(Dataset entries)
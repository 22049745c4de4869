pub mod db;
pub mod migration_runner;
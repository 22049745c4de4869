use axum::{http::StatusCode, Json};
use contracts::shared::logger::{CreateLogRequest, LogEntry, LogLevel};

use crate::shared::error::{ApiResult, ServiceError};
use crate::shared::logger;
use crate::system::auth::extractor::CurrentUser;

/// GET /api/logs
pub async fn list_all() -> ApiResult<Json<Vec<LogEntry>>> {
    Ok(Json(logger::repository::get_all_logs().await?))
}

/// POST /api/logs
pub async fn create(Json(req): Json<CreateLogRequest>) -> ApiResult<StatusCode> {
    if req.message.trim().is_empty() {
        return Err(ServiceError::validation("Пустое сообщение").into());
    }
    logger::repository::log_event(
        LogLevel::parse(&req.level),
        &req.source,
        &req.category,
        &req.message,
    )
    .await?;
    Ok(StatusCode::OK)
}

/// DELETE /api/logs
pub async fn clear_all(user: CurrentUser) -> ApiResult<StatusCode> {
    logger::repository::clear_all_logs().await?;
    tracing::info!("System log cleared by {}", user.username());
    Ok(StatusCode::OK)
}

PROBLEM STATEMENT
Which lines above include the word "async"? Pick them out and copy them.

SOLVED EXERCISE
pub async fn list_all() -> ApiResult<Json<Vec<LogEntry>>> {
pub async fn create(Json(req): Json<CreateLogRequest>) -> ApiResult<StatusCode> {
pub async fn clear_all(user: CurrentUser) -> ApiResult<StatusCode> {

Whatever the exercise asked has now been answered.